How To Transform Speech To Text With AssemblyAI (2022)

Building your own speech-to-text app is valuable for a variety of reasons:

Voice typing is up to 4 times faster than typing on a keyboard. If you write a lot at work, writing with your voice is a no-brainer to reduce carpal tunnel syndrome.
Reading text is much faster than listening to an audio or video file. You could take a Youtube talk, transcribe it, and save days every month.
Audio and video are formats that are hard to work with, especially for a machine. A text-based file can be parsed and processed by a program at virtually no cost.
Audio transcription services can be quite costly, so doing it yourself will save you hundreds of dollars over a year.

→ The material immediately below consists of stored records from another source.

//! Pending-target sub-state for manually targeted spells
//!
//! Activating a spell that needs a player-chosen target does not resolve it
//! immediately; the match enters `AwaitingTarget` and every other action is
//! rejected until `select_target` lands on a valid slot (resolving the
//! effect) or an invalid one (cancelling it). An explicit tagged value, not
//! a stored closure.

use crate::game::phase::Side;
use serde::{Deserialize, Serialize};

/// Where the pending spell is waiting
#[derive(Debug, Clone, Copy, PartialEq, Eq, Serialize, Deserialize)]
pub enum SpellOrigin {
    Hand { index: usize },
    Field { slot: usize },
}

/// What happens once a target slot is chosen
#[derive(Debug, Clone, Copy, PartialEq, Eq, Serialize, Deserialize)]
pub enum TargetAction {
    /// Boost the chosen friendly monster's attack until end of turn
    BoostMonster { amount: i32 },
}

/// The targeting state machine: idle, or holding one in-flight effect
#[derive(Debug, Clone, Copy, PartialEq, Eq, Default, Serialize, Deserialize)]
pub enum TargetingState {
    #[default]
    Idle,
    AwaitingTarget {
        side: Side,
        origin: SpellOrigin,
        action: TargetAction,
    },
}

impl TargetingState {
    pub fn is_pending(&self) -> bool {
        matches!(self, TargetingState::AwaitingTarget { .. })
    }
}

#[cfg(test)]
mod tests {
    use super::*;

    #[test]
    fn test_pending_detection() {
        assert!(!TargetingState::Idle.is_pending());
        let pending = TargetingState::AwaitingTarget {
            side: Side::Player,
            origin: SpellOrigin::Hand { index: 0 },
            action: TargetAction::BoostMonster { amount: 1000 },
        };
        assert!(pending.is_pending());
    }
}
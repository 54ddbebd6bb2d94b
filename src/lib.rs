//! Duel Forge - a turn-based card-duel rules engine
//!
//! Two duelists alternate turns playing monster, spell, and trap cards
//! onto a shared field until one side's life points reach zero. The crate
//! is the rules core only: synchronous state transitions, typed effects,
//! a heuristic opponent, and queued presentation cues for whatever layer
//! embeds it.

pub mod core;
pub mod error;
pub mod game;
pub mod loader;
pub mod store;
pub mod zones;

pub use error::{DuelError, Result};
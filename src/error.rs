//! Error types for the duel engine

use thiserror::Error;

#[derive(Error, Debug)]
pub enum DuelError {
    #[error("Invalid card format: {0}")]
    InvalidCardFormat(String),

    #[error("Invalid deck format: {0}")]
    InvalidDeckFormat(String),

    #[error("Unknown card: {0}")]
    UnknownCard(String),

    /// A rule-violating action. These are rejected with a user-facing log
    /// message and no state change; they are never fatal.
    #[error("Illegal action: {0}")]
    IllegalAction(String),

    #[error("IO error: {0}")]
    IoError(#[from] std::io::Error),

    #[error("Serialization error: {0}")]
    SerializationError(#[from] serde_json::Error),
}

pub type Result<T> = std::result::Result<T, DuelError>;
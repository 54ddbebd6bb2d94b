//! Core game types and entities

pub mod card;
pub mod duelist;
pub mod effects;
pub mod types;

pub use card::{CardDefinition, CardInstance, CardKind, Expiry, Position, TempEffect};
pub use duelist::{Duelist, STARTING_LIFE_POINTS};
pub use effects::{CardEffect, EffectKind, EffectTrigger, TrapTrigger};
pub use types::{CardName, DuelistName, Tag};
//! Full-duel throughput benchmarks
//!
//! Runs seeded strategy-vs-strategy duels to completion and measures
//! whole-duel latency per difficulty pairing.

use criterion::{criterion_group, criterion_main, BenchmarkId, Criterion};
use duel_forge_rs::game::{
    Difficulty, DuelState, OpponentStrategy, OutputMode, Side, VerbosityLevel,
};
use duel_forge_rs::loader::{CardCatalog, DeckLoader};
use duel_forge_rs::zones::CardPile;

fn run_duel(catalog: &CardCatalog, p1: Difficulty, p2: Difficulty, seed: u64) -> u32 {
    let mut state = DuelState::new("Seat 1", "Seat 2", Side::Player, false);
    state.logger.set_verbosity(VerbosityLevel::Silent);
    state.logger.set_output_mode(OutputMode::Stdout);
    state.seed_rng(seed);

    for (side, difficulty) in [(Side::Player, p1), (Side::Opponent, p2)] {
        let list = if difficulty == Difficulty::Easy {
            DeckLoader::EASY_OPPONENT_DECK
        } else {
            DeckLoader::STARTER_DECK
        };
        let deck = DeckLoader::build(catalog, list).expect("builtin deck list");
        state.duelist_mut(side).deck = CardPile::from_cards(deck);
        state.shuffle_deck(side);
        state.duelist_mut(side).draw_initial_hand();
    }

    let seats = [
        OpponentStrategy::new(p1, Side::Player),
        OpponentStrategy::new(p2, Side::Opponent),
    ];
    while !state.ended && state.turn.turn_number <= 200 {
        let seat = &seats[state.turn.active.index()];
        seat.take_turn(&mut state);
        if state.ended {
            break;
        }
        state.end_turn();
    }
    state.turn.turn_number
}

fn bench_full_duels(c: &mut Criterion) {
    let catalog = CardCatalog::builtin();
    let mut group = c.benchmark_group("full_duel");

    for (label, p1, p2) in [
        ("easy_vs_easy", Difficulty::Easy, Difficulty::Easy),
        ("normal_vs_normal", Difficulty::Normal, Difficulty::Normal),
        ("hard_vs_hard", Difficulty::Hard, Difficulty::Hard),
    ] {
        group.bench_with_input(BenchmarkId::from_parameter(label), &(p1, p2), |b, &(p1, p2)| {
            let mut seed = 0u64;
            b.iter(|| {
                seed = seed.wrapping_add(1);
                run_duel(&catalog, p1, p2, seed)
            });
        });
    }
    group.finish();
}

fn bench_catalog_load(c: &mut Criterion) {
    c.bench_function("catalog_builtin", |b| b.iter(CardCatalog::builtin));
}

criterion_group!(benches, bench_full_duels, bench_catalog_load);
criterion_main!(benches);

This is why you'll learn how to build your own speech-to-text app with AssemblyAI and Rowy in the following article, with very little code. Our app will take a MP3 file and output a full transcript for you automatically.

1. Create a new Rowy table

First, follow the installation guide or use the Deploy shortcut to let Rowy walk you through it. It only takes 5 minutes to get started.

Then, create a new Firestore collection by adding a new table. Let's call it transcripts:

At this point you have an empty table without any data nor columns―it's perfectly fine! We are going to need:

An input file in MP3 format. Let's call it mp3File.
A transcription id to identify it―transcriptId. We will use a derivative column to generate it from AssemblyAI's API.
A transcription status transcriptStatus to know whether the transcription is complete or not.
The ouput transcript itself. We'll also use a derivative column for it here.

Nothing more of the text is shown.